■ Description of the task
For the listing below, print exactly the lines from the line with "validation::validate(&cfg)?;" to the line with "if !cfg.data_dir.as_os_str().is_empty() &&", both included, and nothing beyond them.

■ Source material
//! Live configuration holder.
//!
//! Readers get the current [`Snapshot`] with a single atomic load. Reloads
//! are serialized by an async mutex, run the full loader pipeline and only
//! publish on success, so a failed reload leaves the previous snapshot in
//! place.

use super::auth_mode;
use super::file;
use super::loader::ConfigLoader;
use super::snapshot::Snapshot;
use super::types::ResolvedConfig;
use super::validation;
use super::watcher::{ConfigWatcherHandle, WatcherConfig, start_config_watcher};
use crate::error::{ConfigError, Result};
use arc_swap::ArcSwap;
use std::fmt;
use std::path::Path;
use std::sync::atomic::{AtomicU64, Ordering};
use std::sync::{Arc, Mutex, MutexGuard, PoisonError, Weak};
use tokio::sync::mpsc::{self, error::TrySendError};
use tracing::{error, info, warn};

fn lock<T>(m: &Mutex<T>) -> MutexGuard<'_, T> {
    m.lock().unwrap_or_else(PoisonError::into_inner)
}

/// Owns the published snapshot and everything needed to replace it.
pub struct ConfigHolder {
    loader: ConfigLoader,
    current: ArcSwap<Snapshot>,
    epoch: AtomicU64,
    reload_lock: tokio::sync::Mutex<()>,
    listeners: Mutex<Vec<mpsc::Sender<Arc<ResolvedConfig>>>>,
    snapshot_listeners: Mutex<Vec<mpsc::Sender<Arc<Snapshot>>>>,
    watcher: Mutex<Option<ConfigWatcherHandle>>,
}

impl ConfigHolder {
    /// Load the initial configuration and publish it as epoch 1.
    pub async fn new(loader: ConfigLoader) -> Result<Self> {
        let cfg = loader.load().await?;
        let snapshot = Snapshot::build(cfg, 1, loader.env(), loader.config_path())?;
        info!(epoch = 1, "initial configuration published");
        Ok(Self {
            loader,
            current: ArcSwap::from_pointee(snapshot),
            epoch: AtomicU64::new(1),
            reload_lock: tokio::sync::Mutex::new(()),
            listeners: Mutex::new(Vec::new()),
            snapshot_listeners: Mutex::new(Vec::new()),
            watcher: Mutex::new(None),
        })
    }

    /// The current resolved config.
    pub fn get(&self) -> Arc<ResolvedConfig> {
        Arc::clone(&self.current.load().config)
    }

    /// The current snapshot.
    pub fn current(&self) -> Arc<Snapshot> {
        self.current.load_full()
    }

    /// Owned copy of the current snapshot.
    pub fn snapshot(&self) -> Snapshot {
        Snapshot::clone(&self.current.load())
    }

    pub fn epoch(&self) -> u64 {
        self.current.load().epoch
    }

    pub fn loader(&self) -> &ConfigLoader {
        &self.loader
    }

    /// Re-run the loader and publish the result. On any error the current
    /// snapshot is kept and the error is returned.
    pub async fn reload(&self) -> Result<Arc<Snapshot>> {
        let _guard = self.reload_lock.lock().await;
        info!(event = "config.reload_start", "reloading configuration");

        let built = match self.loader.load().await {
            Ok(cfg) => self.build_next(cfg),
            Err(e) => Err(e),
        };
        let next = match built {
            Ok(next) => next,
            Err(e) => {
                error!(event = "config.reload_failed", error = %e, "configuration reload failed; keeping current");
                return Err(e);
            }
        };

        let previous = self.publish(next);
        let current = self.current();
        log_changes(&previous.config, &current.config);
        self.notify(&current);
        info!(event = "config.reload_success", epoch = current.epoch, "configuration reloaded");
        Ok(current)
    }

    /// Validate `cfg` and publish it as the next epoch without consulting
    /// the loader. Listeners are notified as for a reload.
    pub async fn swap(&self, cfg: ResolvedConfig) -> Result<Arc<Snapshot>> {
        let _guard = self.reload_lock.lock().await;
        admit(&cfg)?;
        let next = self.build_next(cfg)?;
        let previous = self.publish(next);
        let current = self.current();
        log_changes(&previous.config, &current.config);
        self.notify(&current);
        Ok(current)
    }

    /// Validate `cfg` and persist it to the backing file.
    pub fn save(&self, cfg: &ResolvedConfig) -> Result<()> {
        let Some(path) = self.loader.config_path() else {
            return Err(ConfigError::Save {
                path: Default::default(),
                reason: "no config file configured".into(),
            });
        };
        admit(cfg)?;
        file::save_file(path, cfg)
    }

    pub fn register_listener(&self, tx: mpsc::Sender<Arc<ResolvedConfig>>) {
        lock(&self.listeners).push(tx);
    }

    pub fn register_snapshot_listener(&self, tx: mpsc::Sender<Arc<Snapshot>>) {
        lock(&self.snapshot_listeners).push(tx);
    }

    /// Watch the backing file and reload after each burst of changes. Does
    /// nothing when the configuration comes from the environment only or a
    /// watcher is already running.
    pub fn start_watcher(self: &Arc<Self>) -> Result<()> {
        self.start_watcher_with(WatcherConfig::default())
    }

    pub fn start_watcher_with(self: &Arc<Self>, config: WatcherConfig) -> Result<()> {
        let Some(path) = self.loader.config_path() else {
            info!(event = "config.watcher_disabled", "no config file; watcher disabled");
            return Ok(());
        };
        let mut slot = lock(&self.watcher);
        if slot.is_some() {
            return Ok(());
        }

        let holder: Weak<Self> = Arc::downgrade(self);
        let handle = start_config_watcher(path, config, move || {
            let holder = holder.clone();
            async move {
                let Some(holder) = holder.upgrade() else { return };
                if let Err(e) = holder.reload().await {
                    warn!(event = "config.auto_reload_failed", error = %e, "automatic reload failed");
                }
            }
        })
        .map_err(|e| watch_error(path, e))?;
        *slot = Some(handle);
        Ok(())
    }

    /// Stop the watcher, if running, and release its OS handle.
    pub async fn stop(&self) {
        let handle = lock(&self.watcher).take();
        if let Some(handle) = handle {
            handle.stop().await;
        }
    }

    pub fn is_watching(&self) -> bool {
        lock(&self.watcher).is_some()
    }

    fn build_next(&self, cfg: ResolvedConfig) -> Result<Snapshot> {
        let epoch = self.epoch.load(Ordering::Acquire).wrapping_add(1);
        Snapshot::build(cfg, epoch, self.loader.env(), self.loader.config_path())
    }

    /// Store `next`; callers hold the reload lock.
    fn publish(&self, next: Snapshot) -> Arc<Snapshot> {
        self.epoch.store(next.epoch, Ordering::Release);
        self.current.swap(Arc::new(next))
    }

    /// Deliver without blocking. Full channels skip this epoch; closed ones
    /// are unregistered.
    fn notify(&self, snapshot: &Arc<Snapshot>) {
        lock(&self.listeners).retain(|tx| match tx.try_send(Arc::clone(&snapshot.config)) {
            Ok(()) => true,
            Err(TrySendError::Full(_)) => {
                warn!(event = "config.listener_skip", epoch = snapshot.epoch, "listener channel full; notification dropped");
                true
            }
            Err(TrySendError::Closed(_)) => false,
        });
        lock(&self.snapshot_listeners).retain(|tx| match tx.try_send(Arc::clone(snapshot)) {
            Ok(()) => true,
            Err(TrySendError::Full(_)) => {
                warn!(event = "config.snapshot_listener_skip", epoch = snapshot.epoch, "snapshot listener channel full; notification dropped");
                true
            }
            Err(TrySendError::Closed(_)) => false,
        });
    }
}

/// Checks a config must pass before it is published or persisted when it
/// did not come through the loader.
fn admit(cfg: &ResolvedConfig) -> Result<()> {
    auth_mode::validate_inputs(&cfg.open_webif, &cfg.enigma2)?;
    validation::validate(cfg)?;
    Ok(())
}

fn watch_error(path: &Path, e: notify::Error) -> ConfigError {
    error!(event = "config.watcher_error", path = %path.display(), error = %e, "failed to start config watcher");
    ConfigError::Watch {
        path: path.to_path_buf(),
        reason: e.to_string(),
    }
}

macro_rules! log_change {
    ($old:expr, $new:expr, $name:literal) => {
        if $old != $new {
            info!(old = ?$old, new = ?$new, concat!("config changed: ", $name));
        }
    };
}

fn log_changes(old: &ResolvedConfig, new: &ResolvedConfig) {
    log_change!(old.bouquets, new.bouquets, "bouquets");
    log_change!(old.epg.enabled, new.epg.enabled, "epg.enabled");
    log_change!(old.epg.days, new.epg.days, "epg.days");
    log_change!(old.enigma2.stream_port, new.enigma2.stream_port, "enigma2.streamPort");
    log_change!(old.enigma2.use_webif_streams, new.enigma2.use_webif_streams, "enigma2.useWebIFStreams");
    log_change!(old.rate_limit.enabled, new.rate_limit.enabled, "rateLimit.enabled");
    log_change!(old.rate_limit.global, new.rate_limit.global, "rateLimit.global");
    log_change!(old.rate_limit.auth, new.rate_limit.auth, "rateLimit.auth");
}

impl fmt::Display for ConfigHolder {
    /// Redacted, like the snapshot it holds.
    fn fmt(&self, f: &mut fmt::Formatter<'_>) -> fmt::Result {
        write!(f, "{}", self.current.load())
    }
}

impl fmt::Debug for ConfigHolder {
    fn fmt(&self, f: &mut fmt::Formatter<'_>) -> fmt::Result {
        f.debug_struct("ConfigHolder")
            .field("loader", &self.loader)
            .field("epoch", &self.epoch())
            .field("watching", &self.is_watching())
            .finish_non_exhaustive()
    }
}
* * *
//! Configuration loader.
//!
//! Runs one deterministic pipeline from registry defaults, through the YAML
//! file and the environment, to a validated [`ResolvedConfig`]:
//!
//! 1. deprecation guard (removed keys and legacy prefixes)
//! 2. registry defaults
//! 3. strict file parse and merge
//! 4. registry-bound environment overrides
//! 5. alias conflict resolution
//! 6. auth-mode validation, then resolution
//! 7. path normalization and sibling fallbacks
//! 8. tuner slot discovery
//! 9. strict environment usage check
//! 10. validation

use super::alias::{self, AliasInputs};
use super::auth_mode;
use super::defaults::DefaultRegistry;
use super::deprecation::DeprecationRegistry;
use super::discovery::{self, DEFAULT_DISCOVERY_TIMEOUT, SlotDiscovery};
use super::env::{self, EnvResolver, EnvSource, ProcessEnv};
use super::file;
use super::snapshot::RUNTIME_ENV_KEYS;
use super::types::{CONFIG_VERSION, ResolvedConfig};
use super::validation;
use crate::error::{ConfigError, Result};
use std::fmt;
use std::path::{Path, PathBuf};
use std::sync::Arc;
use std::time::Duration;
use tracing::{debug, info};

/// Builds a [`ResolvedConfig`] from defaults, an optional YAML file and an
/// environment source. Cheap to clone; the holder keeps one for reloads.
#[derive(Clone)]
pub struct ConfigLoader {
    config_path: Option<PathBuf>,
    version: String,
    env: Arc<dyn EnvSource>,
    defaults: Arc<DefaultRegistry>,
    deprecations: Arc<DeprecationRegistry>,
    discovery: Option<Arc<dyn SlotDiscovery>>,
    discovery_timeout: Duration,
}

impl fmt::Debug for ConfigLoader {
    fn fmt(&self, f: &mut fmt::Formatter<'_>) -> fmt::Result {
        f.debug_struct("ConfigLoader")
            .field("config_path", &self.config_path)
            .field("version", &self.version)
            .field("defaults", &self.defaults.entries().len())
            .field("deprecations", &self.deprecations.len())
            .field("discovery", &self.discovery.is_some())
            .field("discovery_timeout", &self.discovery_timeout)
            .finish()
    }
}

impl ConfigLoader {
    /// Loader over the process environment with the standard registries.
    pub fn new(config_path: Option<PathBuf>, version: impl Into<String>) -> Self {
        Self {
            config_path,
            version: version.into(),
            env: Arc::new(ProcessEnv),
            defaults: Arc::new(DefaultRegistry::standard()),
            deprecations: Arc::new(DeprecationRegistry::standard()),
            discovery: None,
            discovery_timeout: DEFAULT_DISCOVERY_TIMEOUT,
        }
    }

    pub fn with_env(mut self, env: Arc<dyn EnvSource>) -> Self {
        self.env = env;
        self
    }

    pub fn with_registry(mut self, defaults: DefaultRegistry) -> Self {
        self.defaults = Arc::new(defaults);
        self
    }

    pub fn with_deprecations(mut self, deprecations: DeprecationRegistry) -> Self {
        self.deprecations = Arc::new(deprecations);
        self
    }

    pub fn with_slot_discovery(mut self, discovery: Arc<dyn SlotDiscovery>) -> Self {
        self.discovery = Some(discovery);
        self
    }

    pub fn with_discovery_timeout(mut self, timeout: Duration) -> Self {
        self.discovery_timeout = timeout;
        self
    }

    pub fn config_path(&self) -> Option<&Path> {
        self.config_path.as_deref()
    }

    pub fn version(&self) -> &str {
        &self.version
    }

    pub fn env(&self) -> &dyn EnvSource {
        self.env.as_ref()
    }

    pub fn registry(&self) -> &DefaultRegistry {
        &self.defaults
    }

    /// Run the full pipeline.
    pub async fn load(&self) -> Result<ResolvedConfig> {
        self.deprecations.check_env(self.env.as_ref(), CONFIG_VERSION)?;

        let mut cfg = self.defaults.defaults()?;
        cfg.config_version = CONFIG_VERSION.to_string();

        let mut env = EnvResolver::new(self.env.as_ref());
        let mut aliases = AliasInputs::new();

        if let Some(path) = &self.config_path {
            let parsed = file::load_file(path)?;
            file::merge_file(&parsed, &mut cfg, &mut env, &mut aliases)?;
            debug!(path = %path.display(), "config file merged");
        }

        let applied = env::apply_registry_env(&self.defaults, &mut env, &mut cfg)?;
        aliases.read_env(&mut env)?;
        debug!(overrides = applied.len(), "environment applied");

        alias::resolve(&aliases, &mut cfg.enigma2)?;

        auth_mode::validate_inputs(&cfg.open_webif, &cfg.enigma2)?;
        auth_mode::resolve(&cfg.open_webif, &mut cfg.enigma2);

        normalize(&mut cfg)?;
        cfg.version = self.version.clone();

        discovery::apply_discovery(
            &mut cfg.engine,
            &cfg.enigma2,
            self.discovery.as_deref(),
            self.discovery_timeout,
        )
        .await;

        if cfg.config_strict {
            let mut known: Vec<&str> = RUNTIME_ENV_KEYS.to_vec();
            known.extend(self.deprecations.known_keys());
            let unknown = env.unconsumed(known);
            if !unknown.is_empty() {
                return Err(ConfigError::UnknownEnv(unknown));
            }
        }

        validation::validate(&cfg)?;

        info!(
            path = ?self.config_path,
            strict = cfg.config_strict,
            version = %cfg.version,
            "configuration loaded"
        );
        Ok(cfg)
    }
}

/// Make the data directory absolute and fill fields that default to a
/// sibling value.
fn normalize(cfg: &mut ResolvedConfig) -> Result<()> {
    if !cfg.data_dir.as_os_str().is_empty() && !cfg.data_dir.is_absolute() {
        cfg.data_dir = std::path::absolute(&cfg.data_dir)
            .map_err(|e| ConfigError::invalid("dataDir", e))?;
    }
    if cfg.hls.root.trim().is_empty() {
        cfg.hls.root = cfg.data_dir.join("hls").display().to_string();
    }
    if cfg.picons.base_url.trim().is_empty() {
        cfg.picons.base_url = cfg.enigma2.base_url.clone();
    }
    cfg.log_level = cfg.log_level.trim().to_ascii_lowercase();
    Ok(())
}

■ Solution to this problem
        validation::validate(&cfg)?;

        info!(
            path = ?self.config_path,
            strict = cfg.config_strict,
            version = %cfg.version,
            "configuration loaded"
        );
        Ok(cfg)
    }
}

/// Make the data directory absolute and fill fields that default to a
/// sibling value.
fn normalize(cfg: &mut ResolvedConfig) -> Result<()> {
    if !cfg.data_dir.as_os_str().is_empty() && !cfg.data_dir.is_absolute() {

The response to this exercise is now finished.